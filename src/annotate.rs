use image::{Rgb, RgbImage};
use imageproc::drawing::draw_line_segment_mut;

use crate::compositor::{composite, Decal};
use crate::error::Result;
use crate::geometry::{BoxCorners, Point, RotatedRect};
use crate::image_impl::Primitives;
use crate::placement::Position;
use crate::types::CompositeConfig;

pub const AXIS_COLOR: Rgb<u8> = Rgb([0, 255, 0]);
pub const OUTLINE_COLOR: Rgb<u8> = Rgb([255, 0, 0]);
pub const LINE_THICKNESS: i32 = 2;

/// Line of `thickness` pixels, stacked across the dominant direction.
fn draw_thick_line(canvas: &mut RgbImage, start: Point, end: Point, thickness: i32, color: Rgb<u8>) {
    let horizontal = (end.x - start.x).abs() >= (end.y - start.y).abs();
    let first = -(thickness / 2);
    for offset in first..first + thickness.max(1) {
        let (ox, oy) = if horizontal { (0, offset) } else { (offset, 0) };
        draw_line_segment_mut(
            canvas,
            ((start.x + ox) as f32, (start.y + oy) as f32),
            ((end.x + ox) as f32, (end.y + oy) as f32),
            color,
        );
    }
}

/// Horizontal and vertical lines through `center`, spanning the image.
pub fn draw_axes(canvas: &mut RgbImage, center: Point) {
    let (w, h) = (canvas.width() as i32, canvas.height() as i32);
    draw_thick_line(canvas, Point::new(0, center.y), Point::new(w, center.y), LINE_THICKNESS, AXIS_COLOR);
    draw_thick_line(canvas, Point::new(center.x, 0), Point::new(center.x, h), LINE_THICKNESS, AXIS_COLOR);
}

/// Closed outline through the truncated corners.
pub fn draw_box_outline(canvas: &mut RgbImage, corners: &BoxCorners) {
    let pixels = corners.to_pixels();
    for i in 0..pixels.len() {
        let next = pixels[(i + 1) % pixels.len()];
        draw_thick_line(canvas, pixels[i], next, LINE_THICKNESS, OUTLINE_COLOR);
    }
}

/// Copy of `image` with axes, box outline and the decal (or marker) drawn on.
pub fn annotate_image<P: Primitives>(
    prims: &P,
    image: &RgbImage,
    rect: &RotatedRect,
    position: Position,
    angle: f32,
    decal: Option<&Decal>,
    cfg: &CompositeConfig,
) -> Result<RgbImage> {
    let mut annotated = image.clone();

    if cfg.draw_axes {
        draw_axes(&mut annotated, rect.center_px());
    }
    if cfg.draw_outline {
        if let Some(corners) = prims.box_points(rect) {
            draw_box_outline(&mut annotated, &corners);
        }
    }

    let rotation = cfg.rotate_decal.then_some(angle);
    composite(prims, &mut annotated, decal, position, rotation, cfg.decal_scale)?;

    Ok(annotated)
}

> INSTRUCTIONS TO FOLLOW:
An exact transcription of the lines from the start of the listing through the line bearing "let next = pixels[(i" is the whole answer.

> FINAL ANSWER:
filename src/annotate.rs
use image::{Rgb, RgbImage};
use imageproc::drawing::draw_line_segment_mut;

use crate::compositor::{composite, Decal};
use crate::error::Result;
use crate::geometry::{BoxCorners, Point, RotatedRect};
use crate::image_impl::Primitives;
use crate::placement::Position;
use crate::types::CompositeConfig;

pub const AXIS_COLOR: Rgb<u8> = Rgb([0, 255, 0]);
pub const OUTLINE_COLOR: Rgb<u8> = Rgb([255, 0, 0]);
pub const LINE_THICKNESS: i32 = 2;

/// Line of `thickness` pixels, stacked across the dominant direction.
fn draw_thick_line(canvas: &mut RgbImage, start: Point, end: Point, thickness: i32, color: Rgb<u8>) {
    let horizontal = (end.x - start.x).abs() >= (end.y - start.y).abs();
    let first = -(thickness / 2);
    for offset in first..first + thickness.max(1) {
        let (ox, oy) = if horizontal { (0, offset) } else { (offset, 0) };
        draw_line_segment_mut(
            canvas,
            ((start.x + ox) as f32, (start.y + oy) as f32),
            ((end.x + ox) as f32, (end.y + oy) as f32),
            color,
        );
    }
}

/// Horizontal and vertical lines through `center`, spanning the image.
pub fn draw_axes(canvas: &mut RgbImage, center: Point) {
    let (w, h) = (canvas.width() as i32, canvas.height() as i32);
    draw_thick_line(canvas, Point::new(0, center.y), Point::new(w, center.y), LINE_THICKNESS, AXIS_COLOR);
    draw_thick_line(canvas, Point::new(center.x, 0), Point::new(center.x, h), LINE_THICKNESS, AXIS_COLOR);
}

/// Closed outline through the truncated corners.
pub fn draw_box_outline(canvas: &mut RgbImage, corners: &BoxCorners) {
    let pixels = corners.to_pixels();
    for i in 0..pixels.len() {
        let next = pixels[(i + 1) % pixels.len()];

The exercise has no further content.